> [INSTRUCTIONS TO FOLLOW] Across the material that follows, tally each line in which "true" occurs, and state the total alone.

((

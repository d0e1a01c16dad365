//! Per-(image, tile, channel) orchestration.
//!
//! Loads and Z-projects the tile, runs the preprocessing chain and the
//! configured detector, applies per-object and per-image filters and
//! composes the cross-channel measurements. The produced response is
//! persisted by the scheduler and fed into the cross-channel pipeline
//! steps.

use crate::{
	MAX_IMAGE_SIZE_BYTES_TO_LOAD_AT_ONCE, REFERENCE_SPOT_MIN_INTERSECTION,
	context::{ImageEntry, PipelineContext},
};
use imagec_core::{
	EngineError, StopToken,
	settings::{ChannelSettings, DetectionMode, ImageFilterMode, PreprocessingStep, ZProjectMethod},
	types::{ChannelIndex, ChannelValidity, ObjectValidity},
};
use imagec_detection::{DetectionResponse, Detector, detector::ThresholdDetector, paint};
use imagec_image::{Histogram, Raster, ops};
use imagec_reader::TileRect;
use log::warn;
use std::collections::BTreeMap;

/// Only the first time frame is analysed.
pub const TIME_FRAME: u32 = 0;

/// Whether this image is processed tile by tile at the given
/// resolution.
pub fn is_tiled(entry: &ImageEntry, resolution: u16) -> bool {
	let Ok(res) = entry.ome.resolution(resolution) else {
		return false;
	};
	res.memory_usage() > MAX_IMAGE_SIZE_BYTES_TO_LOAD_AT_ONCE && entry.file.decoder.tile_capable()
}

/// Runs the full processing sequence for one channel of one tile.
pub fn process_channel(
	ctx: &PipelineContext,
	entry: &ImageEntry,
	channel: &ChannelSettings,
	tile: &TileRect,
	tiled: bool,
	resolution: u16,
	references: &BTreeMap<ChannelIndex, DetectionResponse>,
	stop: &StopToken,
) -> Result<DetectionResponse, EngineError> {
	let channel_idx = channel.meta.channel_idx;
	let source = channel_idx.source_channel().ok_or_else(|| EngineError::DetectorFailed {
		channel: channel_idx,
		reason: "virtual channels cannot be processed from pixels".to_string(),
	})?;

	// Load and Z-project.
	let original = ctx.profiler.span("z-projection", || {
		load_projected(ctx, entry, source, channel.preprocessing.z_stack, tile, tiled, resolution)
	})?;

	// Preprocessing chain; every operator sees the output of the
	// previous one.
	let mut image = original.clone();
	for step in &channel.preprocessing.pipeline {
		if stop.is_stopped() {
			return Err(EngineError::Cancelled);
		}
		image = ctx.profiler.span("preprocessing", || apply_step(ctx, entry, channel, step, &image, tile, tiled, resolution))?;
	}

	// Detection.
	let detector = build_detector(ctx, channel)?;
	let mut response = ctx.profiler.span("detection", || detector.forward(&image, &original, channel_idx, stop))?;
	response.original = Some(original);

	// Filtering.
	ctx.profiler.span("filtering", || {
		apply_object_filters(channel, &mut response, tile, references);
		apply_image_filters(channel, &mut response);
	});

	// Cross-channel measurements.
	compose_cross_channel(channel, &mut response, references);

	// Control image.
	let paint_rectangles = channel.detection.detection_mode == DetectionMode::Ai;
	if let Some(original) = &response.original {
		response.control_image = Some(paint::generate_control_image(&response.results, original, paint_rectangles));
	}

	Ok(response)
}

/// Loads one plane (tile or entire image) of every Z directory and
/// projects them into one plane.
fn load_projected(
	ctx: &PipelineContext,
	entry: &ImageEntry,
	source_channel: u32,
	z_method: ZProjectMethod,
	tile: &TileRect,
	tiled: bool,
	resolution: u16,
) -> Result<Raster, EngineError> {
	let read_failed = |err: anyhow::Error| EngineError::ReadFailed {
		path: entry.file.path.clone(),
		reason: err.to_string(),
	};

	let reader = ctx.open_reader(&entry.file)?;
	let dirs = entry.ome.tif_dirs(source_channel, TIME_FRAME).map_err(read_failed)?;
	let series = 0u16;

	let mut planes = Vec::new();
	for (nr, dir) in dirs.iter().enumerate() {
		if nr > 0 && z_method == ZProjectMethod::None {
			break;
		}
		let plane = if tiled {
			reader.read_tile(series, *dir, tile, resolution)
		} else {
			reader.read_entire(series, *dir, resolution)
		};
		planes.push(plane.map_err(read_failed)?);
	}
	Ok(ops::z_project_max(&planes))
}

#[allow(clippy::too_many_arguments)]
fn apply_step(
	ctx: &PipelineContext,
	entry: &ImageEntry,
	channel: &ChannelSettings,
	step: &PreprocessingStep,
	image: &Raster,
	tile: &TileRect,
	tiled: bool,
	resolution: u16,
) -> Result<Raster, EngineError> {
	Ok(match step {
		PreprocessingStep::SubtractChannel { channel_idx } => {
			let Some(source) = channel_idx.source_channel() else {
				warn!("channel subtraction from {channel_idx} is not possible, skipping");
				return Ok(image.clone());
			};
			let other = load_projected(ctx, entry, source, channel.preprocessing.z_stack, tile, tiled, resolution)?;
			ops::subtract(image, &other)
		}
		PreprocessingStep::EdgeDetection { kernel, direction } => ops::edge_detection(image, *kernel, *direction),
		PreprocessingStep::GaussianBlur { kernel_size: _, sigma } => ops::gaussian_blur(image, *sigma),
		PreprocessingStep::MedianSubtract { kernel_size } => ops::median_subtract(image, *kernel_size),
		PreprocessingStep::RollingBall { radius, ball_type } => ops::rolling_ball(image, *radius, *ball_type),
		PreprocessingStep::Blur { kernel_size } => ops::blur(image, *kernel_size),
	})
}

fn build_detector(ctx: &PipelineContext, channel: &ChannelSettings) -> Result<Detector, EngineError> {
	match channel.detection.detection_mode {
		DetectionMode::Threshold => Ok(Detector::Threshold(ThresholdDetector::new(
			channel.detection.threshold.clone(),
			channel.object_filter.clone(),
		))),
		DetectionMode::Ai => {
			let factory = ctx.session_factory.as_ref().ok_or_else(|| EngineError::DetectorFailed {
				channel: channel.meta.channel_idx,
				reason: "no inference backend is registered".to_string(),
			})?;
			let session = factory(&channel.detection.ai).map_err(|err| EngineError::DetectorFailed {
				channel: channel.meta.channel_idx,
				reason: err.to_string(),
			})?;
			Ok(Detector::Model(imagec_detection::detector::ModelDetector::new(
				channel.detection.ai.clone(),
				channel.object_filter.clone(),
				session,
			)))
		}
	}
}

/// Edge proximity and reference-spot subtraction. Size and circularity
/// filters were already applied at ROI construction.
fn apply_object_filters(
	channel: &ChannelSettings,
	response: &mut DetectionResponse,
	tile: &TileRect,
	references: &BTreeMap<ChannelIndex, DetectionResponse>,
) {
	let bounds = imagec_core::types::Rect::new(0, 0, tile.rect.width, tile.rect.height);
	for roi in response.results.iter_mut() {
		if roi.touches_edge(&bounds) {
			roi.set_validity(ObjectValidity::AtTheEdge);
		}
	}

	let reference_channel = channel.object_filter.reference_spot_channel_index;
	if reference_channel != ChannelIndex::None {
		if let Some(reference) = references.get(&reference_channel) {
			for spot in response.results.iter_mut() {
				if !spot.is_valid() {
					continue;
				}
				for reference_roi in &reference.results {
					if reference_roi.is_valid() && reference_roi.is_intersecting(spot, REFERENCE_SPOT_MIN_INTERSECTION) {
						spot.set_validity(ObjectValidity::ReferenceSpot);
						break;
					}
				}
			}
		} else {
			warn!("A reference channel index was selected which is not part of the channel list.");
		}
	}
}

/// Max-objects and histogram plausibility checks; the filter mode
/// selects between tagging and invalidating the whole image-channel.
fn apply_image_filters(channel: &ChannelSettings, response: &mut DetectionResponse) {
	if channel.image_filter.filter_mode == ImageFilterMode::Off {
		return;
	}
	response.invalidate_whole_image = channel.image_filter.filter_mode == ImageFilterMode::InvalidateWholeImage;

	let max_objects = channel.image_filter.max_objects;
	if max_objects > 0 && response.results.len() as u64 > max_objects {
		response.set_validity(ChannelValidity::PossibleNoise);
	}

	let factor = channel.image_filter.hist_min_threshold_filter_factor;
	if factor > 0.0
		&& channel.detection.detection_mode == DetectionMode::Threshold
		&& let Some(original) = &response.original
	{
		let peak = Histogram::of(original).peak_index() as f32;
		let filter_threshold = peak * factor;
		if f32::from(channel.detection.threshold.threshold_min) < filter_threshold {
			response.set_validity(ChannelValidity::PossibleWrongThreshold);
		}
	}
}

/// Samples cross-channel intensity and counts for every ROI.
fn compose_cross_channel(
	channel: &ChannelSettings,
	response: &mut DetectionResponse,
	references: &BTreeMap<ChannelIndex, DetectionResponse>,
) {
	for intensity_channel in &channel.cross_channel.intensity_channels {
		let Some(reference) = references.get(intensity_channel) else {
			warn!("cross-channel intensity source {intensity_channel} has no results for this tile");
			continue;
		};
		let Some(original) = &reference.original else {
			continue;
		};
		for roi in response.results.iter_mut() {
			roi.measure_intensity(*intensity_channel, original);
		}
	}

	for count_channel in &channel.cross_channel.count_channels {
		let Some(reference) = references.get(count_channel) else {
			warn!("cross-channel count source {count_channel} has no results for this tile");
			continue;
		};
		for roi in response.results.iter_mut() {
			let count = reference
				.results
				.iter()
				.filter(|other| other.is_valid() && roi.overlaps(other))
				.count() as u64;
			roi.set_count(*count_channel, count);
		}
	}
}

#[cfg(test)]
mod tests {
	use super::*;
	use imagec_core::settings::{AnalyzeSettings, ThresholdMode};
	use imagec_reader::{FileInfoImages, OmeInfo, Resolution};

	fn entry_for(width: u32, height: u32, bits: u16, tile_capable: bool) -> ImageEntry {
		let mut ome = OmeInfo::new(1, vec![Resolution {
			width,
			height,
			bits,
			tile_capable,
		}]);
		ome.add_channel_dirs(0, 0, [0]);
		ImageEntry {
			index: 0,
			file: FileInfoImages {
				path: "/tmp/x_A01_01.tif".into(),
				decoder: if tile_capable {
					imagec_reader::Decoder::Tiff
				} else {
					imagec_reader::Decoder::Jpeg
				},
			},
			well: None,
			ome,
		}
	}

	#[test]
	fn small_resolutions_are_not_tiled() {
		let entry = entry_for(1000, 1000, 16, true);
		assert!(!is_tiled(&entry, 0));
	}

	#[test]
	fn huge_resolutions_are_tiled_when_the_decoder_allows_it() {
		let entry = entry_for(40_000, 40_000, 16, true);
		assert!(is_tiled(&entry, 0));
		let jpeg = entry_for(40_000, 40_000, 16, false);
		assert!(!is_tiled(&jpeg, 0));
	}

	#[test]
	fn image_filter_marks_possible_noise() {
		let mut settings = ChannelSettings::default();
		settings.image_filter.filter_mode = ImageFilterMode::ApplyFilter;
		settings.image_filter.max_objects = 0; // disabled
		let mut response = DetectionResponse::default();
		apply_image_filters(&settings, &mut response);
		assert!(response.validity.is_empty());
		assert!(!response.invalidate_whole_image);
	}

	#[test]
	fn histogram_filter_marks_wrong_threshold() {
		let mut settings = ChannelSettings::default();
		settings.image_filter.filter_mode = ImageFilterMode::InvalidateWholeImage;
		settings.image_filter.hist_min_threshold_filter_factor = 1.3;
		settings.detection.detection_mode = DetectionMode::Threshold;
		settings.detection.threshold.mode = ThresholdMode::Manual;
		settings.detection.threshold.threshold_min = 50;

		// Histogram peak at 40: filter threshold 52 > 50 -> mark.
		let mut response = DetectionResponse::default();
		response.original = Some(Raster::from_vec(4, 4, vec![40; 16]).unwrap());
		apply_image_filters(&settings, &mut response);
		assert!(response.validity.contains(ChannelValidity::PossibleWrongThreshold));
		assert!(response.invalidate_whole_image);

		// Histogram peak at 10: filter threshold 13 < 50 -> no mark.
		let mut response = DetectionResponse::default();
		response.original = Some(Raster::from_vec(4, 4, vec![10; 16]).unwrap());
		apply_image_filters(&settings, &mut response);
		assert!(!response.validity.contains(ChannelValidity::PossibleWrongThreshold));
	}

	#[test]
	fn virtual_channels_are_rejected() {
		let ctx = PipelineContext::new(AnalyzeSettings::default());
		let entry = entry_for(100, 100, 16, true);
		let mut settings = ChannelSettings::default();
		settings.meta.channel_idx = ChannelIndex::A;
		let tile = TileRect::of(entry.ome.resolution(0).unwrap(), 0, 0, 2048, 2048);
		let err = process_channel(
			&ctx,
			&entry,
			&settings,
			&tile,
			false,
			0,
			&BTreeMap::new(),
			&StopToken::new(),
		)
		.unwrap_err();
		assert!(matches!(err, EngineError::DetectorFailed { .. }));
	}
}
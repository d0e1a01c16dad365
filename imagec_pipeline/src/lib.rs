//! The job engine.
//!
//! Turns an analyze settings document plus a directory of images into a
//! persisted result database: per-(image, tile, channel) processing
//! ([`processor`]), cross-channel steps ([`steps`]), the three-axis
//! concurrency budget ([`budget`]) and the scheduler with its progress
//! and state machine ([`scheduler`]).

pub mod budget;
pub mod context;
pub mod persist;
pub mod processor;
pub mod scheduler;
pub mod steps;

pub use budget::{Axis, ThreadingSettings, calc_threading};
pub use context::{ImageEntry, PipelineContext, SessionFactory};
pub use scheduler::{Job, JobConfig, JobState, Scheduler};

/// Above this decoded byte footprint a resolution is processed tile by
/// tile instead of being loaded whole.
pub const MAX_IMAGE_SIZE_BYTES_TO_LOAD_AT_ONCE: u64 = 71_680_768;

/// Composite tile edge lengths in pixels.
pub const COMPOSITE_TILE_WIDTH: u32 = 2048;
pub const COMPOSITE_TILE_HEIGHT: u32 = 2048;

/// Overlap ratio above which a detection counts as a reference spot.
pub const REFERENCE_SPOT_MIN_INTERSECTION: f64 = 0.7;
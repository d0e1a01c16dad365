//! Cooperative cancellation token: single writer, many readers.

use std::sync::{
	Arc,
	atomic::{AtomicBool, Ordering},
};

#[derive(Debug, Default, Clone)]
pub struct StopToken {
	flag: Arc<AtomicBool>,
}

impl StopToken {
	pub fn new() -> StopToken {
		StopToken::default()
	}

	pub fn request_stop(&self) {
		self.flag.store(true, Ordering::Release);
	}

	pub fn is_stopped(&self) -> bool {
		self.flag.load(Ordering::Acquire)
	}

	pub fn reset(&self) {
		self.flag.store(false, Ordering::Release);
	}
}
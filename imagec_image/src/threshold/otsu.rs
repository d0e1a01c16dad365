//! Otsu's method: maximises the between-class variance.

use crate::Histogram;

pub fn threshold(hist: &Histogram) -> u16 {
	let counts = hist.counts();
	let total = hist.total();
	if total == 0 {
		return 0;
	}

	let sum_all: f64 = counts.iter().enumerate().map(|(v, c)| v as f64 * *c as f64).sum();

	let mut sum_back = 0.0;
	let mut weight_back = 0.0;
	let mut best_variance = -1.0;
	let mut best = 0usize;

	for (t, count) in counts.iter().enumerate() {
		weight_back += *count as f64;
		if weight_back == 0.0 {
			continue;
		}
		let weight_fore = total as f64 - weight_back;
		if weight_fore == 0.0 {
			break;
		}
		sum_back += t as f64 * *count as f64;

		let mean_back = sum_back / weight_back;
		let mean_fore = (sum_all - sum_back) / weight_fore;
		let diff = mean_back - mean_fore;
		let variance = weight_back * weight_fore * diff * diff;
		if variance > best_variance {
			best_variance = variance;
			best = t;
		}
	}

	// The found bin is the last background value; everything above is
	// foreground.
	(best + 1).min(u16::MAX as usize) as u16
}

#[cfg(test)]
mod tests {
	use super::*;
	use crate::Raster;

	#[test]
	fn splits_two_clusters() {
		let mut data = vec![10u16; 50];
		data.extend(vec![1000u16; 50]);
		let raster = Raster::from_vec(10, 10, data).unwrap();
		let t = threshold(&Histogram::of(&raster));
		assert!(t > 10 && t <= 1000);
	}

	#[test]
	fn empty_histogram_is_zero() {
		let raster = Raster::new(0, 0);
		assert_eq!(threshold(&Histogram::of(&raster)), 0);
	}
}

))

> [ANSWER TO THIS TASK] 4